“The safest general characterization of the European philosophical tradition is that it consists of a series of footnotes to Plato.”
–Alfred North Whitehead

On Jung’s “Answer to Job” (dialogue with Timothy Jackson)

This recording is our first of at least two dialogues on a book I’ll never be done reading.

Below is my own brief summary after re-reading roughly the first half of the text:

Physical facts aren’t the only basis for truth. According to Jung, there are also psychic truths, and they are no less valid, and, for human beings at least, may even possess an overriding importance. Beliefs, Jung asserts, represent facts about human psychology regardless of their empirical accuracy. In considering the history of human religious experience, Jung claims that “miracles appeal only to the understanding of those who cannot perceive the meaning” [para. 554].
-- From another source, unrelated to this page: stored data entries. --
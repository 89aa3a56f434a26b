//! Resource names
//!
//! Public identifiers look like `projects/{id}/issues/{uid}`: alternating
//! collection prefixes and ids. Filters and API callers pass these strings;
//! the store works with the bare ids.

use crate::error::{CoreError, Result};

pub const PROJECT_PREFIX: &str = "projects/";
pub const USER_PREFIX: &str = "users/";
pub const INSTANCE_PREFIX: &str = "instances/";
pub const DATABASE_PREFIX: &str = "databases/";
pub const ENVIRONMENT_PREFIX: &str = "environments/";
pub const ISSUE_PREFIX: &str = "issues/";
pub const PLAN_PREFIX: &str = "plans/";
pub const ROLLOUT_PREFIX: &str = "rollouts/";
pub const WEBHOOK_PREFIX: &str = "webhooks/";
pub const SHEET_PREFIX: &str = "sheets/";
pub const ROLE_PREFIX: &str = "roles/";
pub const ACCESS_GRANT_PREFIX: &str = "accessGrants/";

/// Project that owns databases nobody assigned elsewhere. Never purged.
pub const DEFAULT_PROJECT_ID: &str = "default";

/// Split `name` into the ids that follow each prefix, in order.
///
/// `get_name_parent_tokens("projects/p1/issues/7", &[PROJECT_PREFIX, ISSUE_PREFIX])`
/// yields `["p1", "7"]`.
pub fn get_name_parent_tokens(name: &str, prefixes: &[&str]) -> Result<Vec<String>> {
    let parts: Vec<&str> = name.split('/').collect();
    if parts.len() != 2 * prefixes.len() {
        return Err(CoreError::resource_name(
            name,
            format!("expected {} segments", 2 * prefixes.len()),
        ));
    }

    let mut tokens = Vec::with_capacity(prefixes.len());
    for (i, prefix) in prefixes.iter().enumerate() {
        let collection = prefix.trim_end_matches('/');
        if parts[2 * i] != collection {
            return Err(CoreError::resource_name(
                name,
                format!("expected prefix {:?}", prefix),
            ));
        }
        let id = parts[2 * i + 1];
        if id.is_empty() {
            return Err(CoreError::resource_name(
                name,
                format!("empty id after {:?}", prefix),
            ));
        }
        tokens.push(id.to_owned());
    }
    Ok(tokens)
}

fn single_token(name: &str, prefix: &str) -> Result<String> {
    let mut tokens = get_name_parent_tokens(name, &[prefix])?;
    Ok(tokens.remove(0))
}

fn parse_uid(name: &str, raw: &str) -> Result<i64> {
    raw.parse::<i64>()
        .map_err(|_| CoreError::resource_name(name, format!("{:?} is not a numeric id", raw)))
}

/// `projects/{id}` → `id`
pub fn get_project_id(name: &str) -> Result<String> {
    single_token(name, PROJECT_PREFIX)
}

/// `users/{email}` → `email`
pub fn get_user_email(name: &str) -> Result<String> {
    let email = single_token(name, USER_PREFIX)?;
    if !email.contains('@') {
        return Err(CoreError::resource_name(name, "user id must be an email"));
    }
    Ok(email)
}

/// `instances/{id}` → `id`
pub fn get_instance_id(name: &str) -> Result<String> {
    single_token(name, INSTANCE_PREFIX)
}

/// `environments/{id}` → `id`
pub fn get_environment_id(name: &str) -> Result<String> {
    single_token(name, ENVIRONMENT_PREFIX)
}

/// `instances/{instance}/databases/{database}` → `(instance, database)`
pub fn get_instance_database_id(name: &str) -> Result<(String, String)> {
    let tokens = get_name_parent_tokens(name, &[INSTANCE_PREFIX, DATABASE_PREFIX])?;
    Ok((tokens[0].clone(), tokens[1].clone()))
}

/// `projects/{project}/issues/{uid}` → `(project, uid)`
pub fn get_project_id_issue_uid(name: &str) -> Result<(String, i64)> {
    let tokens = get_name_parent_tokens(name, &[PROJECT_PREFIX, ISSUE_PREFIX])?;
    let uid = parse_uid(name, &tokens[1])?;
    Ok((tokens[0].clone(), uid))
}

/// `projects/{project}/plans/{uid}` → `(project, uid)`
pub fn get_project_id_plan_id(name: &str) -> Result<(String, i64)> {
    let tokens = get_name_parent_tokens(name, &[PROJECT_PREFIX, PLAN_PREFIX])?;
    let uid = parse_uid(name, &tokens[1])?;
    Ok((tokens[0].clone(), uid))
}

/// `projects/{project}/rollouts/{uid}` → `(project, plan uid)`
pub fn get_project_id_rollout_id(name: &str) -> Result<(String, i64)> {
    let tokens = get_name_parent_tokens(name, &[PROJECT_PREFIX, ROLLOUT_PREFIX])?;
    let uid = parse_uid(name, &tokens[1])?;
    Ok((tokens[0].clone(), uid))
}

/// `projects/{project}/webhooks/{uid}` → `(project, uid)`
pub fn get_project_id_webhook_id(name: &str) -> Result<(String, i64)> {
    let tokens = get_name_parent_tokens(name, &[PROJECT_PREFIX, WEBHOOK_PREFIX])?;
    let uid = parse_uid(name, &tokens[1])?;
    Ok((tokens[0].clone(), uid))
}

/// `projects/{project}/sheets/{sha256}` → `(project, sha256)`
pub fn get_project_id_sheet_sha256(name: &str) -> Result<(String, String)> {
    let tokens = get_name_parent_tokens(name, &[PROJECT_PREFIX, SHEET_PREFIX])?;
    let sha = &tokens[1];
    if sha.len() != 64 || !sha.chars().all(|c| c.is_ascii_hexdigit()) {
        return Err(CoreError::resource_name(name, "sheet id must be a sha256 hex digest"));
    }
    Ok((tokens[0].clone(), sha.to_lowercase()))
}

pub fn format_project(id: &str) -> String {
    format!("{}{}", PROJECT_PREFIX, id)
}

pub fn format_user_email(email: &str) -> String {
    format!("{}{}", USER_PREFIX, email)
}

pub fn format_instance(id: &str) -> String {
    format!("{}{}", INSTANCE_PREFIX, id)
}

pub fn format_database(instance: &str, database: &str) -> String {
    format!("{}{}/{}{}", INSTANCE_PREFIX, instance, DATABASE_PREFIX, database)
}

pub fn format_issue(project: &str, uid: i64) -> String {
    format!("{}{}/{}{}", PROJECT_PREFIX, project, ISSUE_PREFIX, uid)
}

pub fn format_plan(project: &str, uid: i64) -> String {
    format!("{}{}/{}{}", PROJECT_PREFIX, project, PLAN_PREFIX, uid)
}

pub fn format_rollout(project: &str, uid: i64) -> String {
    format!("{}{}/{}{}", PROJECT_PREFIX, project, ROLLOUT_PREFIX, uid)
}

pub fn format_role(id: &str) -> String {
    format!("{}{}", ROLE_PREFIX, id)
}

#[cfg(test)]
mod tests {
    use super::*;

    #[test]
    fn parses_nested_names() {
        assert_eq!(get_project_id("projects/p1").unwrap(), "p1");
        assert_eq!(
            get_project_id_issue_uid("projects/p1/issues/42").unwrap(),
            ("p1".to_string(), 42)
        );
        assert_eq!(
            get_instance_database_id("instances/prod/databases/app").unwrap(),
            ("prod".to_string(), "app".to_string())
        );
    }

    #[test]
    fn rejects_malformed_names() {
        assert!(get_project_id("projects/").is_err());
        assert!(get_project_id("project/p1").is_err());
        assert!(get_project_id("projects/p1/issues/1").is_err());
        assert!(get_project_id_issue_uid("projects/p1/issues/abc").is_err());
        assert!(get_user_email("users/not-an-email").is_err());
    }

    #[test]
    fn user_email_round_trip() {
        let name = format_user_email("dev@example.com");
        assert_eq!(name, "users/dev@example.com");
        assert_eq!(get_user_email(&name).unwrap(), "dev@example.com");
    }

    #[test]
    fn sheet_sha_is_checked() {
        let sha = "a".repeat(64);
        let name = format!("projects/p1/sheets/{}", sha);
        assert_eq!(get_project_id_sheet_sha256(&name).unwrap().1, sha);
        assert!(get_project_id_sheet_sha256("projects/p1/sheets/xyz").is_err());
    }
}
In his prefatory note for Answer to Job (1952), Jung offers an apologia for his book as an attempt to reimagine the duality between good and evil in the human psyche and its God-image. This may seem irrelevant to the major problems faced by contemporary civilization. But his reimagination is responsive precisely to our unprecedented modern situation: the death of God and birth of enlightened Man, who after attempting the technoscientific rationalization of both human and physical nature had thus far (by the time of Jung’s writing) only world war, holocaust, and the threat of total nuclear annihilation to show for it. More than half a century after Jung’s death, we must add the increasing inevitability of planet-wide ecological collapse.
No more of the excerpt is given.